El organismo de Diego se apagaba. Él estaba convencido de que tenía una enfermedad y de que su enfermedad tenía un diagnóstico. El cuadro empeoraba sin pausa: un día, abrió los ojos y vio todo negro, se había quedado ciego. Casi sin fuerzas, allá por 2002, luego de casi un año de estar luchando contra algo desconocido, le encontraron tres tumores en el cerebro: germinomas. “La neuróloga que me atendió le contó a mi madre toda la gravedad de mi caso. Ellas, para cuidarme, me comunicaron solo la existencia de un tumor”.
Pasó, primero, por dos intervenciones quirúrgicas. En la primera le insertaron una válvula en el cráneo por una hidrocefalia. A los pocos días, su cuerpo la rechazó por lo que debió ser internado de urgencia. “En una hora sufrí siete convulsiones. Los médicos ya me daban por muerto”, contó. La segunda operación fue un éxito. Después de las cirugías, se sometió a un tratamiento largo y doloroso: agresivas sesiones de quimioterapia y rayos. “Los tumores se redujeron de manera significativa. Lo complejo fue volver a la vida, porque ya no era el de antes”, relata.
“Tuve que aprender a caminar nuevamente, a ganar fuerza y, sobre todo, confianza. Estuve encerrado casi dos años”, confiesa. Diego sufrió secuelas de aquellas convulsiones: uno de los ojos se le desvió. “No tenía dinero ni ganas de otra cirugía, pero mis amigos hicieron una colecta solidaria para cubrir todos los gastos. Lo revivo y me emociono”, cuenta conmovido la importancia que tuvieron sus amigos y familiares en su proceso de rehabilitación.

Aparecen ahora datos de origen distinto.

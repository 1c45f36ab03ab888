//! # Travesia Core
//!
//! Core types, traits and I/O shared by the travesia least-cost analysis crates.
//!
//! This crate provides:
//! - `Raster<T>`: georeferenced grid with explicit no-data handling
//! - Masked raster algebra (absent cells propagate, never turn into zero)
//! - `GeoTransform` and `CRS` metadata
//! - Vector features for corridor and path outputs
//! - Native GeoTIFF I/O
//! - The `Algorithm` trait implemented by the terrain and cost operators

pub mod crs;
pub mod error;
pub mod io;
pub mod raster;
pub mod vector;

pub use crs::CRS;
pub use error::{Error, Result};
pub use raster::{GeoTransform, Mask, Raster, RasterElement};

/// Prelude for convenient imports
pub mod prelude {
    pub use crate::crs::CRS;
    pub use crate::error::{Error, Result};
    pub use crate::raster::{GeoTransform, Mask, Raster, RasterElement};
    pub use crate::Algorithm;
}

/// Common shape of the raster operators.
///
/// Operators are pure: the same input and parameters always produce the same
/// output, and inputs are never mutated.
pub trait Algorithm {
    /// Input type for the algorithm
    type Input;
    /// Output type for the algorithm
    type Output;
    /// Parameters controlling algorithm behavior
    type Params: Default;
    /// Error type for algorithm execution
    type Error: std::error::Error;

    /// Returns the algorithm name
    fn name(&self) -> &'static str;

    /// Returns a description of what the algorithm does
    fn description(&self) -> &'static str;

    /// Execute the algorithm
    fn execute(&self, input: Self::Input, params: Self::Params) -> std::result::Result<Self::Output, Self::Error>;

    /// Execute with default parameters
    fn execute_default(&self, input: Self::Input) -> std::result::Result<Self::Output, Self::Error> {
        self.execute(input, Self::Params::default())
    }
}
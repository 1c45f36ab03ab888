//! Native single-band GeoTIFF reader/writer built on the `tiff` crate.
//!
//! Supported georeferencing: ModelPixelScale + ModelTiepoint (north-up grids),
//! the EPSG code from the GeoKey directory, and the GDAL no-data tag.
//! Output is always written as 32-bit float.

use crate::crs::CRS;
use crate::error::{Error, Result};
use crate::raster::{GeoTransform, Raster, RasterElement};
use std::fs::File;
use std::io::{Cursor, Read, Seek, Write};
use std::path::Path;
use tiff::decoder::{Decoder, DecodingResult};
use tiff::encoder::colortype::Gray32Float;
use tiff::encoder::TiffEncoder;
use tiff::tags::Tag;

const MODEL_PIXEL_SCALE: Tag = Tag::Unknown(33550);
const MODEL_TIEPOINT: Tag = Tag::Unknown(33922);
const GEO_KEY_DIRECTORY: Tag = Tag::Unknown(34735);
const GDAL_NODATA: Tag = Tag::Unknown(42113);

const GT_MODEL_TYPE_KEY: u16 = 1024;
const GT_RASTER_TYPE_KEY: u16 = 1025;
const GEOGRAPHIC_TYPE_KEY: u16 = 2048;
const PROJECTED_CS_TYPE_KEY: u16 = 3072;

/// Read the first band of a GeoTIFF file
pub fn read_geotiff<T, P>(path: P) -> Result<Raster<T>>
where
    T: RasterElement,
    P: AsRef<Path>,
{
    let file = File::open(path.as_ref())?;
    decode(file)
}

/// Read a GeoTIFF held in memory
pub fn read_geotiff_from_buffer<T: RasterElement>(data: &[u8]) -> Result<Raster<T>> {
    decode(Cursor::new(data))
}

/// Write a raster as a 32-bit float GeoTIFF file
pub fn write_geotiff<T, P>(raster: &Raster<T>, path: P) -> Result<()>
where
    T: RasterElement,
    P: AsRef<Path>,
{
    let file = File::create(path.as_ref())?;
    encode(raster, file)
}

/// Encode a raster as a GeoTIFF byte buffer
pub fn write_geotiff_to_buffer<T: RasterElement>(raster: &Raster<T>) -> Result<Vec<u8>> {
    let mut buf = Vec::new();
    encode(raster, Cursor::new(&mut buf))?;
    Ok(buf)
}

fn tiff_err(context: &str) -> impl Fn(tiff::TiffError) -> Error + '_ {
    move |e| Error::Other(format!("{}: {}", context, e))
}

fn cast_all<S: num_traits::NumCast, T: RasterElement>(buf: Vec<S>) -> Vec<T> {
    buf.into_iter()
        .map(|v| num_traits::cast(v).unwrap_or_else(T::default_nodata))
        .collect()
}

fn decode<T, R>(reader: R) -> Result<Raster<T>>
where
    T: RasterElement,
    R: Read + Seek,
{
    let mut decoder = Decoder::new(reader).map_err(tiff_err("TIFF decode error"))?;
    let (width, height) = decoder
        .dimensions()
        .map_err(tiff_err("Cannot read dimensions"))?;
    let (rows, cols) = (height as usize, width as usize);

    let data: Vec<T> = match decoder.read_image().map_err(tiff_err("Cannot read image data"))? {
        DecodingResult::F32(buf) => cast_all(buf),
        DecodingResult::F64(buf) => cast_all(buf),
        DecodingResult::U8(buf) => cast_all(buf),
        DecodingResult::U16(buf) => cast_all(buf),
        DecodingResult::U32(buf) => cast_all(buf),
        DecodingResult::I8(buf) => cast_all(buf),
        DecodingResult::I16(buf) => cast_all(buf),
        DecodingResult::I32(buf) => cast_all(buf),
        _ => return Err(Error::UnsupportedDataType("unsupported TIFF sample format".into())),
    };

    let mut raster = Raster::from_vec(data, rows, cols)?;

    if let Some(transform) = read_transform(&mut decoder) {
        raster.set_transform(transform);
    }
    raster.set_crs(read_crs(&mut decoder));
    let nodata = decoder
        .get_tag_ascii_string(GDAL_NODATA)
        .ok()
        .and_then(|s| s.trim_matches(char::from(0)).trim().parse::<f64>().ok())
        .and_then(T::from_f64);
    if nodata.is_some() {
        raster.set_nodata(nodata);
    } else if T::is_float() {
        raster.set_nodata(Some(T::default_nodata()));
    }

    Ok(raster)
}

fn read_transform<R: Read + Seek>(decoder: &mut Decoder<R>) -> Option<GeoTransform> {
    let scale = decoder.get_tag_f64_vec(MODEL_PIXEL_SCALE).ok()?;
    let tiepoint = decoder.get_tag_f64_vec(MODEL_TIEPOINT).ok()?;
    if scale.len() < 2 || tiepoint.len() < 6 {
        return None;
    }
    // tiepoint: [I, J, K, X, Y, Z], scale: [sx, sy, sz]
    let origin_x = tiepoint[3] - tiepoint[0] * scale[0];
    let origin_y = tiepoint[4] + tiepoint[1] * scale[1];
    Some(GeoTransform::new(origin_x, origin_y, scale[0], -scale[1]))
}

fn read_crs<R: Read + Seek>(decoder: &mut Decoder<R>) -> Option<CRS> {
    let keys = decoder.get_tag_u16_vec(GEO_KEY_DIRECTORY).ok()?;
    // Header is 4 shorts, then entries of (key, location, count, value).
    keys.get(4..)?
        .chunks_exact(4)
        .find(|entry| {
            (entry[0] == GEOGRAPHIC_TYPE_KEY || entry[0] == PROJECTED_CS_TYPE_KEY) && entry[1] == 0
        })
        .map(|entry| CRS::from_epsg(u32::from(entry[3])))
}

fn geo_keys(crs: Option<&CRS>) -> Vec<u16> {
    let mut entries: Vec<[u16; 4]> = Vec::new();
    match crs.and_then(|c| c.epsg().map(|code| (c.is_geographic(), code))) {
        Some((true, code)) => {
            entries.push([GT_MODEL_TYPE_KEY, 0, 1, 2]);
            entries.push([GT_RASTER_TYPE_KEY, 0, 1, 1]);
            entries.push([GEOGRAPHIC_TYPE_KEY, 0, 1, code as u16]);
        }
        Some((false, code)) => {
            entries.push([GT_MODEL_TYPE_KEY, 0, 1, 1]);
            entries.push([GT_RASTER_TYPE_KEY, 0, 1, 1]);
            entries.push([PROJECTED_CS_TYPE_KEY, 0, 1, code as u16]);
        }
        None => {
            entries.push([GT_MODEL_TYPE_KEY, 0, 1, 1]);
            entries.push([GT_RASTER_TYPE_KEY, 0, 1, 1]);
        }
    }
    let mut keys = vec![1, 1, 0, entries.len() as u16];
    keys.extend(entries.into_iter().flatten());
    keys
}

fn encode<T, W>(raster: &Raster<T>, writer: W) -> Result<()>
where
    T: RasterElement,
    W: Write + Seek,
{
    let mut encoder = TiffEncoder::new(writer).map_err(tiff_err("TIFF encoder error"))?;
    let (rows, cols) = raster.shape();

    let data: Vec<f32> = raster
        .data()
        .iter()
        .map(|&v| {
            if raster.is_nodata(v) {
                f32::NAN
            } else {
                num_traits::cast(v).unwrap_or(f32::NAN)
            }
        })
        .collect();

    let mut image = encoder
        .new_image::<Gray32Float>(cols as u32, rows as u32)
        .map_err(tiff_err("Cannot create TIFF image"))?;

    let gt = raster.transform();
    let scale = [gt.pixel_width, gt.pixel_height.abs(), 0.0];
    let tiepoint = [0.0, 0.0, 0.0, gt.origin_x, gt.origin_y, 0.0];
    let keys = geo_keys(raster.crs());

    let dir = image.encoder();
    dir.write_tag(MODEL_PIXEL_SCALE, &scale[..])
        .map_err(tiff_err("Cannot write scale tag"))?;
    dir.write_tag(MODEL_TIEPOINT, &tiepoint[..])
        .map_err(tiff_err("Cannot write tiepoint tag"))?;
    dir.write_tag(GEO_KEY_DIRECTORY, keys.as_slice())
        .map_err(tiff_err("Cannot write geokey tag"))?;
    dir.write_tag(GDAL_NODATA, "nan")
        .map_err(tiff_err("Cannot write nodata tag"))?;

    image
        .write_data(&data)
        .map_err(tiff_err("Cannot write image data"))?;

    Ok(())
}

#[cfg(test)]
mod tests {
    use super::*;

    fn sample_raster() -> Raster<f64> {
        let mut r = Raster::from_vec((0..12).map(f64::from).collect(), 3, 4).unwrap();
        r.set_transform(GeoTransform::new(500_000.0, 4_100_000.0, 30.0, -30.0));
        r.set_crs(Some(CRS::from_epsg(32632)));
        r.set(1, 2, f64::NAN).unwrap();
        r
    }

    #[test]
    fn test_buffer_roundtrip() {
        let original = sample_raster();
        let bytes = write_geotiff_to_buffer(&original).unwrap();
        let back: Raster<f64> = read_geotiff_from_buffer(&bytes).unwrap();

        assert_eq!(back.shape(), (3, 4));
        assert_eq!(back.transform(), original.transform());
        assert_eq!(back.crs().and_then(CRS::epsg), Some(32632));
        assert_eq!(back.get(2, 3).unwrap(), 11.0);
        assert_eq!(back.value_at(1, 2), None);
    }

    #[test]
    fn test_file_roundtrip() {
        let tmp = tempfile::NamedTempFile::with_suffix(".tif").unwrap();
        let mut original = sample_raster();
        original.set_crs(Some(CRS::wgs84()));
        write_geotiff(&original, tmp.path()).unwrap();

        let back: Raster<f64> = read_geotiff(tmp.path()).unwrap();
        assert!(back.is_geographic());
        assert_eq!(back.get(0, 1).unwrap(), 1.0);
    }
}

Diego, que en ese entonces tenía 24 años, pudo resetear su vida. Hizo de todo: atendió en un cibercafé, después trabajó en una agencia de publicidad y más tarde en una empresa que vendía pintura. En su casa de Villa Madero -donde nació y se crió- pasaba largas horas con un lápiz en la mano y una hoja en blanco dibujando lo que sentía. Siempre con colores llamativos. “Me veía siendo artista -recuerda-. De hecho quise estudiar algo relacionado a eso pero no había plata para formarme, solo lo hacía como hobby”.
El deseo no se diluyó. En 2015 se propuso cumplir su meta. “Hice doble turno en cada trabajo para poder costear los cursos y adquirir herramientas”. Al año siguiente, obtuvo su título. Hoy no solo lo llaman grandes marcas y personalidades de renombre, sino que lo convocan en universidades para dar talleres.
Es por eso que su nombre artístico, Ninja Arte, no es casual: engloba toda su lucha. En el barrio de Palermo ya es famoso: los vecinos lo reconocen por las calles caminando con su gorra y mochila donde lleva sus marcadores acrílicos. “No tengo un estilo. Me inspiro en lo que siento. Es una especie de terapia, por eso lo recomiendo como escape para el estrés”, comenta.
-¿Por qué elegís la calle como escenario?
-No lo hago solo por mí. Es una manera de devolverle al mundo todo lo que me dio. En un museo no todos los podrían ver, lo que hago es para compartirlo. Lo gratificante es que a la gente le gusta.